Each year in the United States, there are 130.4 million visits to the emergency department. These visits, especially nonemergency visits, are costly not only to the patient, but also to the health system. The average cost of an ER visit is $1,233, approximately 40% higher than the average monthly rent in America, which is $871. Approximately 65% of all ER visits do not warrant a visit to the ER. Our current ER system fails to reduce reoccurring, nonemergency ER visits that could otherwise be addressed in a primary care setting. In addition, the current fee-for-service model does not incentivize health systems to prevent unnecessary visits. In the ER, our disease-focused model of care encourages providers to focus on the patient’s chief complaint, often neglecting other critical aspects of a patient’s case that may have led them to the ER.
Many ideas have been proposed to reduce nonemergency visits, including increased cost sharing to reduce the cost of preventive primary care visits. In addition, strategies should be devised to address the problem when it occurs, in the ER. Shifting towards personalization of care could reduce the burden of nonemergency ER visits by 1) using personalized medicine to reduce adverse drug events associated with chronic disease medications and 2) preventing reoccurrence of nonemergency ER visits by implementing personalized health care to develop personalized, coordinated health plans.

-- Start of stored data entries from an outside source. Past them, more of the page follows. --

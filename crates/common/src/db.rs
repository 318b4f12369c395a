//! Shared database types for Crowdfund repositories

use crate::error::Error;
use thiserror::Error;

/// Database-specific error types
#[derive(Error, Debug)]
pub enum RepositoryError {
    #[error("Record not found")]
    NotFound,

    #[error("Record already exists")]
    AlreadyExists,

    #[error("Database connection error: {0}")]
    Connection(#[from] sqlx::Error),

    #[error("Invalid data: {0}")]
    InvalidData(String),
}

impl RepositoryError {
    /// Map a unique-constraint violation to `AlreadyExists`, everything else to `Connection`.
    pub fn from_insert(err: sqlx::Error) -> Self {
        match &err {
            sqlx::Error::Database(db) if db.is_unique_violation() => RepositoryError::AlreadyExists,
            _ => RepositoryError::Connection(err),
        }
    }
}

impl From<RepositoryError> for Error {
    fn from(err: RepositoryError) -> Self {
        match err {
            RepositoryError::NotFound => Error::NotFound("Record not found".to_string()),
            RepositoryError::AlreadyExists => Error::Conflict("Record already exists".to_string()),
            RepositoryError::Connection(e) => Error::Database(e),
            RepositoryError::InvalidData(msg) => Error::Validation(msg),
        }
    }
}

The most frequent reasons for seeking ER services are often avoidable and tend to be the result of chronic disease complications. Patients with chronic diseases like asthma, diabetes, chronic heart failure (CHF) and chronic pain, may experience adverse drug events (ADEs). Approximately $3.5 billion are spent yearly on the costs associated with ADEs, which account for at least 700,000 annual ER visits within the Medicare patient population. This could be a result of mismanaged care, low health literacy, or lack of patient engagement. Since sequencing the human genome in 2003, personalized medicine technology allows us to identify a patient’s genetic risk to certain medications using pharmacogenomics, preventing a physician from prescribing ineffective or adverse reaction-inducing medications. This information would allow for more accurate decisions on which medications and dosages will be most effective for the patient. To better address ADEs in the ER, the electronic medical record could be designed with built in clinical reminders for when an ADE could be triggered this is especially important in the busy ER setting.

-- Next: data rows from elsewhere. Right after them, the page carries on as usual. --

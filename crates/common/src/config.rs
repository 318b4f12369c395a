//! Configuration management following 12-factor app principles
//!
//! All configuration is loaded from environment variables to ensure
//! clean separation between code and config.

use anyhow::Result;
use serde::{Deserialize, Serialize};
use std::env;

/// Where each payment provider sends the visitor after authentication.
#[derive(Debug, Clone, Serialize, Deserialize, PartialEq)]
pub struct PaymentConfig {
    pub paypal_url: String,
    pub postfinance_url: String,
}

impl Default for PaymentConfig {
    fn default() -> Self {
        Self {
            paypal_url: "/paypal/".to_string(),
            postfinance_url: "/postfinance/".to_string(),
        }
    }
}

/// Settings the public site needs at request time.
#[derive(Debug, Clone, Serialize, Deserialize, PartialEq)]
pub struct SiteConfig {
    /// Absolute base URL used in emails
    pub app_base_url: String,
    /// Login page of the identity provider; receives a `next` parameter
    pub login_url: String,
    /// Currency label shown next to amounts
    pub currency_code: String,
    pub payments: PaymentConfig,
}

impl Default for SiteConfig {
    fn default() -> Self {
        Self {
            app_base_url: "http://localhost:3000".to_string(),
            login_url: "/accounts/login/".to_string(),
            currency_code: "CHF".to_string(),
            payments: PaymentConfig::default(),
        }
    }
}

#[derive(Debug, Clone, Serialize, Deserialize)]
pub struct Config {
    /// Database connection URL (PostgreSQL)
    pub database_url: String,

    pub site: SiteConfig,

    /// Comma-separated list of allowed CORS origins
    pub cors_allowed_origins: Option<String>,

    /// Runtime configuration
    pub rust_log: String,
    pub port: u16,
}

impl Config {
    /// Load configuration from environment variables
    pub fn from_env() -> Result<Self> {
        dotenvy::dotenv().ok(); // Load .env file if it exists

        let config = Self {
            database_url: env::var("DATABASE_URL")
                .map_err(|_| anyhow::anyhow!("DATABASE_URL is required"))?,

            site: SiteConfig::from_env(),

            cors_allowed_origins: env::var("CORS_ALLOWED_ORIGINS").ok(),

            rust_log: env::var("RUST_LOG").unwrap_or_else(|_| "crowdfund=debug".to_string()),
            port: env::var("PORT")
                .unwrap_or_else(|_| "3000".to_string())
                .parse()
                .unwrap_or(3000),
        };

        Ok(config)
    }
}

impl SiteConfig {
    /// Session cookies are marked `Secure` when the site is served over https
    pub fn secure_cookies(&self) -> bool {
        self.app_base_url
            .trim_start()
            .to_ascii_lowercase()
            .starts_with("https://")
    }

    /// Load site settings, falling back to defaults for anything unset
    pub fn from_env() -> Self {
        let defaults = Self::default();
        Self {
            app_base_url: env::var("APP_BASE_URL").unwrap_or(defaults.app_base_url),
            login_url: env::var("LOGIN_URL").unwrap_or(defaults.login_url),
            currency_code: env::var("CURRENCY_CODE").unwrap_or(defaults.currency_code),
            payments: PaymentConfig {
                paypal_url: env::var("PAYPAL_URL").unwrap_or(defaults.payments.paypal_url),
                postfinance_url: env::var("POSTFINANCE_URL")
                    .unwrap_or(defaults.payments.postfinance_url),
            },
        }
    }
}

To prevent the reoccurrence of nonemergency visits, a clinical workflow called Personalized Health Planning (PHP) could be used in the ER. PHP is a clinical workflow for developing a personalized health plan for the patient, centered on personalized, proactive, patient-centered care. PHP could be implemented using a dedicated PHP team, consisting of a physician or physician assistant, a nurse or nurse assistant, and/or social workers. The electronic medical record (EMR) could allow ER providers to refer high frequency patients (those with ≥ 3 annual ER visits) to the PHP team. The PHP team would then meet with the patient to begin managing the patient’s case and creating a personalized health plan with the patient. The EMR would enable the PHP team to monitor various aspects of the patient’s engagement, such as whether prescriptions have been filled and other medical visits have been made. The EMR would also allow PHP team providers to make referrals to the patient’s primary care provider.

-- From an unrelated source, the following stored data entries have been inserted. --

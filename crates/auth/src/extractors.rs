//! Axum extractors for authentication
//!
//! Generic over any state `S` where `AuthBackend: FromRef<S>`.
//! A bearer token wins over a session login when both are present.

use axum::{
    extract::{FromRef, FromRequestParts},
    http::{header::AUTHORIZATION, request::Parts},
};
use tower_sessions::Session;

use crate::backend::AuthBackend;
use crate::context::{AuthContext, AuthMethod};
use crate::error::AuthError;
use crate::jwt::extract_bearer_token;

/// Resolve the caller, if any. A malformed or invalid bearer token is an
/// error rather than an anonymous request.
async fn resolve(parts: &Parts, backend: &AuthBackend) -> Result<Option<AuthContext>, AuthError> {
    if let Some(auth_header) = parts.headers.get(AUTHORIZATION) {
        let token = extract_bearer_token(auth_header)?;
        return backend
            .authenticate_token(&token, AuthMethod::Bearer)
            .map(Some);
    }

    match parts.extensions.get::<Session>() {
        Some(session) => backend.from_session(session).await,
        None => Ok(None),
    }
}

/// Authenticated user extractor; rejects anonymous requests with 401
#[derive(Debug)]
pub struct AuthUser(pub AuthContext);

impl<S> FromRequestParts<S> for AuthUser
where
    AuthBackend: FromRef<S>,
    S: Send + Sync,
{
    type Rejection = AuthError;

    async fn from_request_parts(
        parts: &mut Parts,
        state: &S,
    ) -> std::result::Result<Self, Self::Rejection> {
        let backend = AuthBackend::from_ref(state);
        resolve(parts, &backend)
            .await?
            .map(AuthUser)
            .ok_or(AuthError::MissingAuthorization)
    }
}

/// Optional authentication, for pages that redirect anonymous visitors
/// to the login page instead of failing.
#[derive(Debug)]
pub struct MaybeAuthUser(pub Option<AuthContext>);

impl<S> FromRequestParts<S> for MaybeAuthUser
where
    AuthBackend: FromRef<S>,
    S: Send + Sync,
{
    type Rejection = AuthError;

    async fn from_request_parts(
        parts: &mut Parts,
        state: &S,
    ) -> std::result::Result<Self, Self::Rejection> {
        let backend = AuthBackend::from_ref(state);
        Ok(MaybeAuthUser(resolve(parts, &backend).await?))
    }
}

/// Staff-only extractor for the admin interface (403 for other users)
#[derive(Debug)]
pub struct StaffUser(pub AuthContext);

impl<S> FromRequestParts<S> for StaffUser
where
    AuthBackend: FromRef<S>,
    S: Send + Sync,
{
    type Rejection = AuthError;

    async fn from_request_parts(
        parts: &mut Parts,
        state: &S,
    ) -> std::result::Result<Self, Self::Rejection> {
        let AuthUser(auth_context) = AuthUser::from_request_parts(parts, state).await?;

        if !auth_context.is_staff() {
            return Err(AuthError::InsufficientRole);
        }

        Ok(StaffUser(auth_context))
    }
}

In following the PHP workflow, the social worker or nurse’s aid would guide the patient in completing a personalized health inventory (PHI) to assess patient preferences and health goals. The provider would then assess the patient’s health risks and, with the patient, set shared goals that would engage the patient in considering how they could avoid the ER in the future. An important aspect of PHP in the ER is educating the patient to triage their own symptoms; it will be essential that patients know how to identify and categorize their symptoms as emergent or nonemergent. By the end of the consult, the PHP team would create a personalized health plan in the EMR for the PCP to see. Case management of nonnemergent ER users by the PHP team would be the first steps in coordinating the patient’s care, setting shared goals, and connecting them with their PCP for follow-up on their personalized health plan. Initiating PHP in the ER would be effective because it engages the patient in the process at the time of their ER visit, before their memory of the incident wanes of they are lost to follow-up.